Like most newspaper poll stories, the NYT lead tries to make itself more real by feathering in some actual people. Of course, this reflects as much on the editors' selection process as on anything else. Today's winners: a financial analyst from Norfolk, Va.; a homemaker from Hickory, N.C.; a food service worker from Suffolk, Va; and a building material estimator from Grass Valley, Calif.
The NYT, the WP, and LAT front, and USAT and the Wall Street Journal reefer, the U.S. government's decision to ban the import of animals and animal products from the European Union, upon learning that foot-and-mouth disease had been detected in France. Hoof-and-mouth is not a threat to humans but can devastate animal herds. The move will have the greatest impact on pork products, in that Euro beef is already banned in the U.S. because of mad cow worries.
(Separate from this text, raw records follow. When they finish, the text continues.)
//! LSS Analytics server binary.

use std::sync::Arc;

use tower_http::timeout::TimeoutLayer;
use tower_http::trace::TraceLayer;
use tracing_subscriber::EnvFilter;

use lss_analytics::adapters::{
    app_router, default_parsers, exporter_for, AppState, BcryptHasher, CsvUserStore,
    SessionRegistry, SessionTokenSigner,
};
use lss_analytics::application::ScreenRouter;
use lss_analytics::config::AppConfig;
use lss_analytics::domain::report::ExportFormat;

fn init_tracing(config: &AppConfig) {
    let filter = EnvFilter::try_from_default_env()
        .unwrap_or_else(|_| EnvFilter::new(&config.server.log_level));

    if config.is_production() {
        tracing_subscriber::fmt()
            .json()
            .with_env_filter(filter)
            .init();
    } else {
        tracing_subscriber::fmt().with_env_filter(filter).init();
    }
}

#[tokio::main]
async fn main() -> Result<(), Box<dyn std::error::Error>> {
    let config = AppConfig::load()?;
    config.validate()?;
    init_tracing(&config);

    let users = Arc::new(CsvUserStore::new(&config.storage.users_file));
    let hasher = Arc::new(BcryptHasher::new(config.auth.bcrypt_cost));
    let router = ScreenRouter::new(
        users,
        hasher,
        default_parsers(),
        vec![exporter_for(ExportFormat::Csv), exporter_for(ExportFormat::Pdf)],
        config.limits.capacity(),
        config.limits.preview_rows,
    );
    let signer = SessionTokenSigner::new(config.auth.secret_key.clone());

    let sessions = SessionRegistry::new(
        config.session.idle_timeout(),
        config.session.max_sessions,
    );
    let state = AppState::new(router, sessions, signer);

    let registry = state.sessions.clone();
    let mut sweep = tokio::time::interval(config.session.sweep_interval());
    tokio::spawn(async move {
        loop {
            sweep.tick().await;
            registry.sweep();
        }
    });

    let app = app_router(state)
        .layer(TimeoutLayer::new(config.server.request_timeout()))
        .layer(TraceLayer::new_for_http());

    let addr = config.server.socket_addr()?;
    let listener = tokio::net::TcpListener::bind(addr).await?;
    tracing::info!(
        %addr,
        users_file = %config.storage.users_file.display(),
        "LSS Analytics listening"
    );
    axum::serve(listener, app).await?;

    Ok(())
}
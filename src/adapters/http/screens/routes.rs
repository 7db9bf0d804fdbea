//! HTTP routes for screen endpoints.

use axum::{
    extract::DefaultBodyLimit,
    routing::{get, post},
    Router,
};

use crate::adapters::http::AppState;

use super::handlers::{download, render_screen, upload_dataset};

/// Largest accepted upload body.
pub const MAX_UPLOAD_BYTES: usize = 25 * 1024 * 1024;

/// Creates the screen router.
pub fn screen_routes() -> Router<AppState> {
    Router::new()
        .route("/screens", post(render_screen))
        .route(
            "/upload",
            post(upload_dataset).layer(DefaultBodyLimit::max(MAX_UPLOAD_BYTES)),
        )
        .route("/downloads/:filename", get(download))
}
The Journal also reports that McDonald's has decided to begin requiring all its beef suppliers to provide a tight audit trail proving that the animals involved were never fed the ruminant meat or bone meal believed to have facilitated the spread of mad cow disease across Europe.
The LAT is alone in fronting the first follow to that mistaken U.S. Navy bomb drop that killed six in Kuwait on Monday. The coverage reports that at some point after clearing the pilot for his bomb run, the ground-based controller realized the plane was heading for the wrong target and made a call for the aircraft to abort, too late. The LAT makes the excellent and basically forgotten point that mistaken target identification plagued U.S. forces during the Gulf War.
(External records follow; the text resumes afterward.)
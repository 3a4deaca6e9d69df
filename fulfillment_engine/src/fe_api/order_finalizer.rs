use std::fmt::Debug;

use log::*;

use crate::{
    db_types::{Money, NewOrder, NewReconciliationAlert, Order, OrderId, OrderStatusType, ReconciliationAlert},
    events::{EventProducers, OrderPaidEvent, ReconciliationAlertEvent},
    fe_api::{errors::FinalizeError, order_objects::FinalizeOutcome},
    traits::{FulfillmentDatabase, InsertOrderResult},
};

/// `OrderFinalizer` is the only component that creates orders and takes stock. Both payment paths end here.
///
/// Finalization is idempotent per key: applying the same key any number of times, concurrently or not, produces
/// exactly one order and one stock decrement.
pub struct OrderFinalizer<B> {
    db: B,
    producers: EventProducers,
}

impl<B: Clone> Clone for OrderFinalizer<B> {
    fn clone(&self) -> Self {
        Self { db: self.db.clone(), producers: self.producers.clone() }
    }
}

impl<B> Debug for OrderFinalizer<B> {
    fn fmt(&self, f: &mut std::fmt::Formatter<'_>) -> std::fmt::Result {
        write!(f, "OrderFinalizer")
    }
}

impl<B> OrderFinalizer<B> {
    pub fn new(db: B, producers: EventProducers) -> Self {
        Self { db, producers }
    }

    pub fn db(&self) -> &B {
        &self.db
    }
}

impl<B> OrderFinalizer<B>
where B: FulfillmentDatabase
{
    /// Reserves stock for the order and persists it, all or nothing.
    ///
    /// If the order carries an idempotency key that has already been applied, the original order is returned as
    /// [`FinalizeOutcome::AlreadyApplied`] and inventory is not touched. Business-rule failures (unknown products,
    /// insufficient stock) leave no trace at all: no order, no dedup record and no stock change.
    ///
    /// A `Paid` order raises an [`OrderPaidEvent`]. Hooks run in the background and cannot affect the outcome.
    pub async fn finalize(&self, order: NewOrder) -> Result<FinalizeOutcome, FinalizeError> {
        if order.email.trim().is_empty() {
            return Err(FinalizeError::Validation("An order must have an email address".into()));
        }
        if let Some(existing) = self.already_applied_opt(order.idempotency_key.as_deref()).await? {
            debug!("📦️ Key {:?} was already applied to order {}", order.idempotency_key, existing.id);
            return Ok(FinalizeOutcome::AlreadyApplied(existing));
        }
        let key = order.idempotency_key.clone();
        match self.db.fulfil_order(order).await? {
            InsertOrderResult::Inserted(order) => {
                info!("📦️ Order {} created for {} ({}, {})", order.id, order.email, order.status, order.total);
                if order.status == OrderStatusType::Paid {
                    self.producers.publish_order_paid(OrderPaidEvent::new(order.clone())).await;
                }
                Ok(FinalizeOutcome::Created(order))
            },
            InsertOrderResult::AlreadyExists(order) => {
                debug!("📦️ Lost the race for key {key:?}. Order {} already owns it", order.id);
                Ok(FinalizeOutcome::AlreadyApplied(order))
            },
        }
    }

    /// Returns the order produced by `key`, if the key has been applied.
    pub async fn already_applied(&self, key: &str) -> Result<Option<Order>, FinalizeError> {
        let order = self.db.fetch_order_for_key(key).await?;
        Ok(order)
    }

    async fn already_applied_opt(&self, key: Option<&str>) -> Result<Option<Order>, FinalizeError> {
        match key {
            Some(key) => self.already_applied(key).await,
            None => Ok(None),
        }
    }

    /// The newest order for `email` that is still holding stock. Used to recover item lists for payments that
    /// arrive without one.
    pub async fn latest_order_for_email(&self, email: &str) -> Result<Option<Order>, FinalizeError> {
        let order = self.db.fetch_latest_order_for_email(email).await?;
        Ok(order)
    }

    /// Records an order that was paid for but could not be fulfilled. No stock is taken.
    pub async fn record_failed_order(&self, order: NewOrder, total: Money) -> Result<Order, FinalizeError> {
        let order = self.db.insert_failed_order(order, total).await?;
        warn!("📦️ Order {} for {} recorded as Failed ({})", order.id, order.email, order.total);
        Ok(order)
    }

    /// Settles an order that is waiting on an operator. Accepting marks it `Paid` and raises an [`OrderPaidEvent`];
    /// rejecting marks it `Failed`.
    pub async fn resolve_reconciliation(&self, id: OrderId, accept: bool) -> Result<Order, FinalizeError> {
        let status = if accept { OrderStatusType::Paid } else { OrderStatusType::Failed };
        let order = self.db.update_order_status(id, status).await?;
        info!("📦️ Order {id} resolved as {status}");
        if order.status == OrderStatusType::Paid {
            self.producers.publish_order_paid(OrderPaidEvent::new(order.clone())).await;
        }
        Ok(order)
    }

    /// Writes an entry to the reconciliation alert log and raises a [`ReconciliationAlertEvent`].
    pub async fn record_alert(&self, alert: NewReconciliationAlert) -> Result<ReconciliationAlert, FinalizeError> {
        let alert = self.db.record_alert(alert).await?;
        self.producers.publish_alert(ReconciliationAlertEvent::new(alert.clone())).await;
        Ok(alert)
    }

    pub async fn alerts(&self) -> Result<Vec<ReconciliationAlert>, FinalizeError> {
        let alerts = self.db.fetch_alerts().await?;
        Ok(alerts)
    }
}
Quiz question: If you were a WP editor and you had a story saying that the sub that went on to sink a Japanese fishing boat killing nine people first took a bunch of civilians down to a classified depth (below 800 feet), where would you put that information? Answer: In the 16th paragraph. And what headline would you run over the story? Answer: "NAVY MAY TRY TO RAISE SUNKEN TRAWLER."
For the second day in a row, the NYT fronts a Senate bill thought likely to become law that would make it more difficult to avoid debts via bankruptcy. The story says that current relatively ready access to bankruptcy drives up the cost of borrowing for the non-bankrupt by $400 to $500 per person per year. But the story adds that opponents say the problem with the bill is that it would impose severe financial penalties on people "who are forced into bankruptcy through no fault of their own--because of medical problems or layoffs, for example." But what percentage of bankrupt people are "forced" into it "through no fault of their own"? The Times never says.
The WP runs a somewhat whiny letter from the editor of the Berkeley student paper, The Daily Californian, regretting his decision to run an ad placed by conservative writer David Horowitz arguing against paying slavery reparations to blacks. The WSJ runs a rather brave op-ed by the editor of the University of Wisconsin student paper, the Badger Herald, not regretting running the same ad. Question for the majors: "Did Horowitz submit an op-ed to you on this topic that you turned down?" If the topic wasn't newsy enough for you before, it is now.